Inflation and DM phenomenology in a scotogenic model extended with a real singlet scalar

TL;DR

This paper explores an extended scotogenic model incorporating a real singlet scalar that influences neutrino mass, dark matter properties, and inflation, with implications for low-scale leptogenesis and observable signals like high-energy neutrinos.

Contribution

It introduces a singlet scalar into the scotogenic model, linking neutrino mass, dark matter, and inflation in a unified framework with low-scale leptogenesis.

Findings

Singlet scalar affects dark matter characteristics, especially near resonance regions.

Inflaton mass is in the TeV range with reheating temperature below 10^9 GeV.

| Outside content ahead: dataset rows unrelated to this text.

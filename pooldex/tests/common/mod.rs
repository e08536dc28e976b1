//! Shared helpers for the pooldex integration tests

#![allow(dead_code)]

use std::fs;
use std::path::{Path, PathBuf};

use pooldex::{PoolEntry, PoolRegistry};
use tempfile::TempDir;
use uuid::Uuid;
use walkdir::WalkDir;

pub const UNIT: &str = "11111111-1111-4111-8111-000000000001";
pub const SYMBOL: &str = "22222222-2222-4222-8222-000000000001";
pub const ENTITY: &str = "33333333-3333-4333-8333-000000000001";
pub const PADSTACK: &str = "44444444-4444-4444-8444-000000000001";
pub const PACKAGE: &str = "55555555-5555-4555-8555-000000000001";
pub const PART: &str = "66666666-6666-4666-8666-000000000001";
pub const BASED_PART: &str = "66666666-6666-4666-8666-000000000002";
pub const FRAME: &str = "77777777-7777-4777-8777-000000000001";

pub fn uuid(s: &str) -> Uuid {
    Uuid::parse_str(s).unwrap()
}

pub fn fixture_path(name: &str) -> PathBuf {
    PathBuf::from(env!("CARGO_MANIFEST_DIR"))
        .join("tests")
        .join("fixtures")
        .join(name)
}

/// Copy the fixture pool into `dest` so tests can modify it.
pub fn copy_fixture_pool(dest: &Path) {
    let src = fixture_path("pool");
    for entry in WalkDir::new(&src) {
        let entry = entry.unwrap();
        let target = dest.join(entry.path().strip_prefix(&src).unwrap());
        if entry.file_type().is_dir() {
            fs::create_dir_all(&target).unwrap();
        } else {
            fs::copy(entry.path(), &target).unwrap();
        }
    }
}

pub fn write_file(root: &Path, rel: &str, content: &str) -> PathBuf {
    let path = root.join(rel);
    fs::create_dir_all(path.parent().unwrap()).unwrap();
    fs::write(&path, content).unwrap();
    path
}

/// A temporary directory holding a copy of the fixture pool and the
/// registry entry pointing at it.
pub struct TestPool {
    pub dir: TempDir,
    pub entry: PoolEntry,
}

impl TestPool {
    pub fn fixture(name: &str) -> Self {
        let pool = Self::empty(name);
        copy_fixture_pool(pool.root());
        pool
    }

    pub fn empty(name: &str) -> Self {
        let dir = TempDir::new().unwrap();
        let entry = PoolEntry::new(Uuid::new_v4(), name, dir.path());
        Self { dir, entry }
    }

    pub fn root(&self) -> &Path {
        self.dir.path()
    }
}

pub fn registry(pools: &[&TestPool]) -> PoolRegistry {
    PoolRegistry::new(pools.iter().map(|p| p.entry.clone()).collect()).unwrap()
}
#[cfg(test)]
mod tests {
    use super::*;
    use tempfile::TempDir;

    fn create_test_db() -> (PoolIndex, TempDir) {
        let temp_dir = TempDir::new().unwrap();
        let db_path = temp_dir.path().join("pool.db");
        let db = PoolIndex::open(&db_path).unwrap();
        (db, temp_dir)
    }

    fn unit_entry(pool: Uuid, uuid: Uuid, name: &str) -> IndexEntry {
        let mut attributes = BTreeMap::new();
        attributes.insert("manufacturer".to_string(), AttrValue::from("Acme"));
        attributes.insert("n_pins".to_string(), AttrValue::Int(2));
        IndexEntry {
            row: ItemRow {
                object_type: ObjectType::Unit,
                uuid,
                pool_uuid: pool,
                name: name.to_string(),
                filename: format!("units/{}.json", name),
                overridden: false,
                attributes,
            },
            tags: vec!["passive".to_string()],
            dependencies: vec![],
        }
    }

    fn symbol_entry(pool: Uuid, uuid: Uuid, unit: Uuid) -> IndexEntry {
        let mut attributes = BTreeMap::new();
        attributes.insert("unit".to_string(), AttrValue::from(Some(unit)));
        IndexEntry {
            row: ItemRow {
                object_type: ObjectType::Symbol,
                uuid,
                pool_uuid: pool,
                name: "R".to_string(),
                filename: "symbols/r.json".to_string(),
                overridden: false,
                attributes,
            },
            tags: vec![],
            dependencies: vec![Dependency::new(ObjectType::Unit, unit)],
        }
    }

    fn register(db: &PoolIndex, pools: &[Uuid]) {
        for (i, uuid) in pools.iter().enumerate() {
            db.register_pool(&PoolEntry::new(*uuid, format!("pool{}", i), "/tmp"), i)
                .unwrap();
        }
    }

    #[test]
    fn test_upsert_and_get() {
        let (db, _temp) = create_test_db();
        let pool = Uuid::new_v4();
        let unit = Uuid::new_v4();
        register(&db, &[pool]);

        db.upsert(&unit_entry(pool, unit, "resistor")).unwrap();

        assert!(db.exists(&pool, ObjectType::Unit, &unit).unwrap());
        assert!(!db.exists(&Uuid::new_v4(), ObjectType::Unit, &unit).unwrap());
        let row = db.get_item(&pool, ObjectType::Unit, &unit).unwrap().unwrap();
        assert_eq!(row.name, "resistor");
        assert_eq!(row.attr_int("n_pins"), Some(2));
        assert_eq!(row.attr_str("manufacturer"), Some("Acme"));
        assert_eq!(db.tags_of(&pool, ObjectType::Unit, &unit).unwrap(), vec!["passive"]);
    }

    #[test]
    fn test_upsert_replaces_edges() {
        let (db, _temp) = create_test_db();
        let pool = Uuid::new_v4();
        register(&db, &[pool]);
        let symbol = Uuid::new_v4();
        let (u1, u2) = (Uuid::new_v4(), Uuid::new_v4());

        db.upsert(&symbol_entry(pool, symbol, u1)).unwrap();
        db.upsert(&symbol_entry(pool, symbol, u2)).unwrap();

        assert_eq!(
            db.dependencies_of(&pool, ObjectType::Symbol, &symbol).unwrap(),
            vec![Dependency::new(ObjectType::Unit, u2)]
        );
        assert_eq!(db.counts().unwrap()[&ObjectType::Symbol], 1);
    }

    #[test]
    fn test_delete_leaves_incoming_edges_dangling() {
        let (db, _temp) = create_test_db();
        let pool = Uuid::new_v4();
        register(&db, &[pool]);
        let unit = Uuid::new_v4();
        let symbol = Uuid::new_v4();
        db.upsert(&unit_entry(pool, unit, "resistor")).unwrap();
        db.upsert(&symbol_entry(pool, symbol, unit)).unwrap();
        assert!(db.dangling_dependencies().unwrap().is_empty());

        assert!(db.delete_item(&pool, ObjectType::Unit, &unit).unwrap());

        assert!(db.exists(&pool, ObjectType::Symbol, &symbol).unwrap());
        let dangling = db.dangling_dependencies().unwrap();
        assert_eq!(dangling.len(), 1);
        assert_eq!(dangling[0].from.uuid, symbol);
        assert_eq!(dangling[0].to, Dependency::new(ObjectType::Unit, unit));
    }

    #[test]
    fn test_delete_cascade_removes_dependents() {
        let (db, _temp) = create_test_db();
        let pool = Uuid::new_v4();
        register(&db, &[pool]);
        let unit = Uuid::new_v4();
        let symbol = Uuid::new_v4();
        db.upsert(&unit_entry(pool, unit, "resistor")).unwrap();
        db.upsert(&symbol_entry(pool, symbol, unit)).unwrap();

        let deleted = db.delete_item_cascade(&pool, ObjectType::Unit, &unit).unwrap();

        assert_eq!(deleted.len(), 2);
        assert!(!db.exists(&pool, ObjectType::Symbol, &symbol).unwrap());
        assert!(db.all_dependencies().unwrap().is_empty());
    }

    #[test]
    fn test_overridden_follows_precedence() {
        let (db, _temp) = create_test_db();
        let (high, low) = (Uuid::new_v4(), Uuid::new_v4());
        register(&db, &[high, low]);
        let unit = Uuid::new_v4();

        db.upsert(&unit_entry(low, unit, "resistor")).unwrap();
        assert!(!db.get_item(&low, ObjectType::Unit, &unit).unwrap().unwrap().overridden);

        db.upsert(&unit_entry(high, unit, "resistor")).unwrap();
        assert!(db.get_item(&low, ObjectType::Unit, &unit).unwrap().unwrap().overridden);
        assert!(!db.get_item(&high, ObjectType::Unit, &unit).unwrap().unwrap().overridden);

        db.delete_item(&high, ObjectType::Unit, &unit).unwrap();
        assert!(!db.get_item(&low, ObjectType::Unit, &unit).unwrap().unwrap().overridden);
    }

    #[test]
    fn test_drop_pool() {
        let (db, _temp) = create_test_db();
        let (high, low) = (Uuid::new_v4(), Uuid::new_v4());
        register(&db, &[high, low]);
        let unit = Uuid::new_v4();
        db.upsert(&unit_entry(low, unit, "resistor")).unwrap();
        db.upsert(&unit_entry(high, unit, "resistor")).unwrap();

        assert_eq!(db.drop_pool(&high).unwrap(), 1);

        assert_eq!(db.pools().unwrap().len(), 1);
        assert!(!db.get_item(&low, ObjectType::Unit, &unit).unwrap().unwrap().overridden);
    }

    #[test]
    fn test_find_by_filename() {
        let (db, _temp) = create_test_db();
        let pool = Uuid::new_v4();
        register(&db, &[pool]);
        let unit = Uuid::new_v4();
        db.upsert(&unit_entry(pool, unit, "cap")).unwrap();

        let keys = db.find_by_filename(&pool, "units/cap.json").unwrap();
        assert_eq!(keys, vec![ItemKey::new(ObjectType::Unit, unit, pool)]);
        assert!(db.find_by_filename(&pool, "units/other.json").unwrap().is_empty());
    }

    #[test]
    fn test_reopen_keeps_rows() {
        let temp_dir = TempDir::new().unwrap();
        let path = temp_dir.path().join("pool.db");
        let pool = Uuid::new_v4();
        let unit = Uuid::new_v4();
        {
            let db = PoolIndex::open(&path).unwrap();
            register(&db, &[pool]);
            db.upsert(&unit_entry(pool, unit, "resistor")).unwrap();
        }
        let db = PoolIndex::open(&path).unwrap();
        assert!(db.exists(&pool, ObjectType::Unit, &unit).unwrap());

        let reader = PoolIndex::open_read_only(&path).unwrap();
        assert!(reader.exists(&pool, ObjectType::Unit, &unit).unwrap());
    }
}
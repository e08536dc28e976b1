//! Progress events emitted by update runs.

use std::path::{Path, PathBuf};

use serde::Serialize;

/// One progress event. A run emits one `File` or `FileError` per processed
/// file, in walk order, and ends with `Done`.
#[derive(Debug, Clone, PartialEq, Eq, Serialize)]
#[serde(tag = "status", rename_all = "snake_case")]
pub enum StatusEvent {
    File { path: PathBuf, message: String },
    FileError { path: PathBuf, message: String },
    Done { path: PathBuf, message: String, errors: usize },
}

impl StatusEvent {
    pub fn path(&self) -> &Path {
        match self {
            StatusEvent::File { path, .. }
            | StatusEvent::FileError { path, .. }
            | StatusEvent::Done { path, .. } => path,
        }
    }

    pub fn message(&self) -> &str {
        match self {
            StatusEvent::File { message, .. }
            | StatusEvent::FileError { message, .. }
            | StatusEvent::Done { message, .. } => message,
        }
    }

    pub fn is_error(&self) -> bool {
        matches!(self, StatusEvent::FileError { .. })
    }
}

/// Receiver of status events. Called synchronously from the updater.
pub trait StatusSink {
    fn on_status(&mut self, event: &StatusEvent);
}

impl<F> StatusSink for F
where
    F: FnMut(&StatusEvent),
{
    fn on_status(&mut self, event: &StatusEvent) {
        self(event)
    }
}

/// Sink that drops every event.
#[derive(Debug, Default, Clone, Copy)]
pub struct NullSink;

impl StatusSink for NullSink {
    fn on_status(&mut self, _event: &StatusEvent) {}
}

/// Sink that keeps every event, mostly for tests and batch reporting.
#[derive(Debug, Default, Clone)]
pub struct CollectingSink {
    pub events: Vec<StatusEvent>,
}

impl CollectingSink {
    pub fn new() -> Self {
        Self::default()
    }

    pub fn errors(&self) -> impl Iterator<Item = &StatusEvent> {
        self.events.iter().filter(|e| e.is_error())
    }

    pub fn done(&self) -> Option<&StatusEvent> {
        self.events
            .iter()
            .rev()
            .find(|e| matches!(e, StatusEvent::Done { .. }))
    }
}

impl StatusSink for CollectingSink {
    fn on_status(&mut self, event: &StatusEvent) {
        self.events.push(event.clone());
    }
}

Dark matter annihilation produces detectable high-energy neutrinos and gamma rays.

Abstract

We study an extension of the scotogenic model with a real singlet scalar. It gives an origin of the mass of right-handed neutrinos and plays a role of inflaton through a non-minimal coupling with Ricci scalar. While an inert doublet scalar is an indispensable ingredient for neutrino mass generation in the model, it is also a promising dark matter (DM) candidate. Introduction of the singlet scalar could affect its nature of DM if mass of the singlet scalar is in a resonance region. We focus our study on such a case where inflaton mass is expected to be in a TeV range and reheating temperature is less than $10^9$ GeV. Thus the model requires low scale leptogenesis. After examining several effects brought about by the singlet scalar for the DM sector, we discuss DM phenomenology such as high energy neutrinos and monochromatic gammas caused by its annihilation.